Между тем 5 марта 1831 года Белль произвела на свет девочку, ее назвали Мари-Александрина. Поскольку у Белль уже был шестилетний сын, родившийся от случайной связи, она попросила Александра исполнить свой долг и официально признать дочь. Он счел делом чести сделать это в первые же двое суток после рождения малышки, после чего родители, которым она была совершенно ни к чему, отдали ребенка на воспитание. А плодовитый отец, встав на путь узаконения, вдруг вспомнил о том, что у него есть еще и семилетний сын Александр, которого он не признал при рождении. Он встречался с мальчиком редко, но с неизменной радостью, и это дело следовало уладить безотлагательно, хотя бы только для того, чтобы помешать матери, Лор Лабе, в один прекрасный день оспорить у него право воспитывать ребенка. Озабоченный уравнением в правах обоих незаконных отпрысков, он написал нотариусу Жан-Батисту Моро, ясно и определенно высказав свои желания: «Я хотел бы его [маленького Александра] признать своим сыном так, чтобы его мать об этом не узнала. […] Необходимо действовать как можно быстрее. Я боюсь, как бы у меня не отняли ребенка, которого очень люблю».

17 марта был составлен акт о признании отцовства. Все прошло бы гладко, если бы Лор Лабе, узнав о том, что он сделал, – кто мог ей проболтаться? – 21 апреля не ответила тем же, потребовав, со своей стороны, составить такой же акт. Маленький Александр, который до тех пор официально не был ничьим сыном, внезапно обрел двух настоящих родителей. Это скрытое соперничество между опекунскими правами не предвещало мальчику в будущем ничего хорошего. Мать уже выпустила когти, но у отца пока что были дела поважнее.

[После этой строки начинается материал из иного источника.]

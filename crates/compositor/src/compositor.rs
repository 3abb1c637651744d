//! Frame compositor: paints four sections into one 2×2 frame.
//!
//! `compose` never fails. A section that is not ready, or whose feed
//! misbehaves while being drawn, is painted with the placeholder colour and
//! reported as a [`SectionFault`] alongside the finished frame.

use std::panic::{self, AssertUnwindSafe};
use std::sync::Arc;
use std::time::Duration;

use image::imageops::{self, FilterType};
use image::{GenericImageView, ImageBuffer, Rgba, RgbaImage};

use mosaic_common::{MosaicError, MosaicResult};
use mosaic_media_model::{
    CompositeFrame, CropRegion, FrameSource, Section, SectionSource, SourceFrame, SECTION_COUNT,
};

use crate::layout::{quadrants, Quadrant};

/// Colours and separator geometry.
#[derive(Debug, Clone, Copy, PartialEq, Eq)]
pub struct CompositorStyle {
    /// Fill for sections without a drawable source.
    pub placeholder: [u8; 4],
    pub separator: [u8; 4],
    /// Separator thickness in pixels. Zero disables separators.
    pub separator_width: u32,
}

impl Default for CompositorStyle {
    fn default() -> Self {
        Self {
            placeholder: [0x1e, 0x1e, 0x24, 0xff],
            separator: [0x3c, 0x3c, 0x46, 0xff],
            separator_width: 2,
        }
    }
}

/// Why a section was painted with the placeholder.
#[derive(Debug, Clone, PartialEq, Eq)]
pub enum FaultKind {
    /// The feed has no frame yet or its frame has no area. Expected while
    /// devices warm up; not an error.
    Unavailable,
    /// Drawing failed. The message is forwarded to the frame-error channel.
    DrawFailed(String),
}

#[derive(Debug, Clone, PartialEq, Eq)]
pub struct SectionFault {
    pub index: usize,
    pub kind: FaultKind,
}

impl SectionFault {
    pub fn is_error(&self) -> bool {
        matches!(self.kind, FaultKind::DrawFailed(_))
    }

    /// The error to surface, if this fault is one.
    pub fn to_error(&self) -> Option<MosaicError> {
        match &self.kind {
            FaultKind::Unavailable => None,
            FaultKind::DrawFailed(message) => Some(MosaicError::compose(self.index, message.clone())),
        }
    }
}

/// Result of one composition.
#[derive(Debug, Clone)]
pub struct ComposeOutput {
    pub frame: CompositeFrame,
    pub faults: Vec<SectionFault>,
}

impl ComposeOutput {
    pub fn errors(&self) -> impl Iterator<Item = &SectionFault> {
        self.faults.iter().filter(|f| f.is_error())
    }
}

/// Owns the reusable canvas. Only the scheduler tick touches it.
pub struct FrameCompositor {
    canvas: RgbaImage,
    quadrants: [Quadrant; SECTION_COUNT],
    style: CompositorStyle,
}

impl FrameCompositor {
    pub fn new(width: u32, height: u32) -> MosaicResult<Self> {
        Self::with_style(width, height, CompositorStyle::default())
    }

    pub fn with_style(width: u32, height: u32, style: CompositorStyle) -> MosaicResult<Self> {
        if width < 2 || height < 2 {
            return Err(MosaicError::config(format!(
                "output must be at least 2x2 pixels, got {width}x{height}"
            )));
        }
        Ok(Self {
            canvas: RgbaImage::from_pixel(width, height, Rgba(style.placeholder)),
            quadrants: quadrants(width, height),
            style,
        })
    }

    pub fn width(&self) -> u32 {
        self.canvas.width()
    }

    pub fn height(&self) -> u32 {
        self.canvas.height()
    }

    pub fn style(&self) -> &CompositorStyle {
        &self.style
    }

    /// Paint all four sections and the separators, then snapshot the canvas.
    pub fn compose(&mut self, sections: &[Section; SECTION_COUNT], timestamp: Duration) -> ComposeOutput {
        let mut faults = Vec::new();

        for (slot, section) in sections.iter().enumerate() {
            let quadrant = self.quadrants[slot];
            let outcome = panic::catch_unwind(AssertUnwindSafe(|| {
                draw_section(&mut self.canvas, quadrant, &section.source)
            }));

            let kind = match outcome {
                Ok(Ok(())) => None,
                Ok(Err(kind)) => Some(kind),
                Err(payload) => Some(FaultKind::DrawFailed(format!(
                    "feed panicked: {}",
                    panic_message(payload.as_ref())
                ))),
            };

            if let Some(kind) = kind {
                if let FaultKind::DrawFailed(message) = &kind {
                    tracing::warn!(section = slot, %message, "Section draw failed, using placeholder");
                }
                fill(&mut self.canvas, quadrant, self.style.placeholder);
                faults.push(SectionFault { index: slot, kind });
            }
        }

        self.draw_separators();

        let frame = CompositeFrame::new(
            self.canvas.width(),
            self.canvas.height(),
            Arc::<[u8]>::from(self.canvas.as_raw().as_slice()),
            timestamp,
        );
        ComposeOutput { frame, faults }
    }

    fn draw_separators(&mut self) {
        let thickness = self.style.separator_width;
        if thickness == 0 {
            return;
        }
        let (width, height) = self.canvas.dimensions();
        let vertical = band(width, thickness);
        let horizontal = band(height, thickness);

        fill(
            &mut self.canvas,
            Quadrant::new(vertical.0, 0, vertical.1, height),
            self.style.separator,
        );
        fill(
            &mut self.canvas,
            Quadrant::new(0, horizontal.0, width, horizontal.1),
            self.style.separator,
        );
    }
}

/// Start and length of a `thickness` band centred on the midpoint of `extent`.
fn band(extent: u32, thickness: u32) -> (u32, u32) {
    let thickness = thickness.min(extent);
    let start = (extent / 2).saturating_sub(thickness / 2);
    let start = start.min(extent - thickness);
    (start, thickness)
}

fn draw_section(canvas: &mut RgbaImage, quadrant: Quadrant, source: &SectionSource) -> Result<(), FaultKind> {
    match source {
        SectionSource::Empty => Err(FaultKind::Unavailable),
        SectionSource::LiveFeed(feed) => {
            let frame = ready_frame(feed.as_ref())?;
            let crop = CropRegion::new(0, 0, frame.width, frame.height);
            blit(canvas, quadrant, &frame, crop)
        }
        SectionSource::CroppedFeed { feed, crop } => {
            let frame = ready_frame(feed.as_ref())?;
            let crop = crop.clamp_to(frame.width, frame.height).ok_or_else(|| {
                FaultKind::DrawFailed(format!(
                    "crop region {crop:?} lies outside the {}x{} source",
                    frame.width, frame.height
                ))
            })?;
            blit(canvas, quadrant, &frame, crop)
        }
    }
}

fn ready_frame(feed: &dyn FrameSource) -> Result<SourceFrame, FaultKind> {
    match feed.current_frame() {
        Some(frame) if frame.has_area() => Ok(frame),
        _ => Err(FaultKind::Unavailable),
    }
}

/// Scale `crop` of `frame` into `quadrant`.
fn blit(canvas: &mut RgbaImage, quadrant: Quadrant, frame: &SourceFrame, crop: CropRegion) -> Result<(), FaultKind> {
    let view: ImageBuffer<Rgba<u8>, &[u8]> =
        ImageBuffer::from_raw(frame.width, frame.height, &frame.pixels[..]).ok_or_else(|| {
            FaultKind::DrawFailed(format!(
                "{}x{} frame carries {} bytes",
                frame.width,
                frame.height,
                frame.pixels.len()
            ))
        })?;

    let region = imageops::crop_imm(&view, crop.x, crop.y, crop.width, crop.height);
    let scaled = if crop.width == quadrant.width && crop.height == quadrant.height {
        RgbaImage::from_fn(crop.width, crop.height, |x, y| region.get_pixel(x, y))
    } else {
        imageops::resize(&*region, quadrant.width, quadrant.height, FilterType::Triangle)
    };
    imageops::replace(canvas, &scaled, i64::from(quadrant.x), i64::from(quadrant.y));
    Ok(())
}

fn fill(canvas: &mut RgbaImage, area: Quadrant, colour: [u8; 4]) {
    let pixel = Rgba(colour);
    for y in area.y..(area.y + area.height).min(canvas.height()) {
        for x in area.x..(area.x + area.width).min(canvas.width()) {
            canvas.put_pixel(x, y, pixel);
        }
    }
}

fn panic_message(payload: &(dyn std::any::Any + Send)) -> String {
    if let Some(s) = payload.downcast_ref::<&str>() {
        (*s).to_string()
    } else if let Some(s) = payload.downcast_ref::<String>() {
        s.clone()
    } else {
        "unknown panic".to_string()
    }
}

Исполнив свой нравственный долг по отношению к потомству, Дюма вновь с головой окунулся в театральный водоворот. Новое правительство только что отказалось от намерения назначить директора «Комеди Франсез». Следовательно, обоим претендентам – и Гюго, и Дюма – нечего было ждать от переустройства театра. Впрочем, Тейлор вновь вернулся к своим обязанностям королевского комиссара. Гюго сделал выводы из этого возвращения к прежним порядкам и отнес свою пьесу «Марион Делорм» Кронье, в «Порт-Сен-Мартен», уговаривая Дюма поступить так же с «Антони». Однако тот благоразумно предпочел попытаться для начала заинтересовать пьесой Мари Дорваль. Ему давно уже нравилась эта маленькая темноволосая женщина, в каждом движении и в каждом взгляде которой проявлялась истинная страсть, – Мари была такая живая, пусть и даже чуточку грубоватая. На сцене она не играла – трепетала каждым нервом, каждой жилкой «подобно скрипке под лаской смычка». Нет ни малейшего сомнения в том, что она сможет удивительно выступить в роли Адели.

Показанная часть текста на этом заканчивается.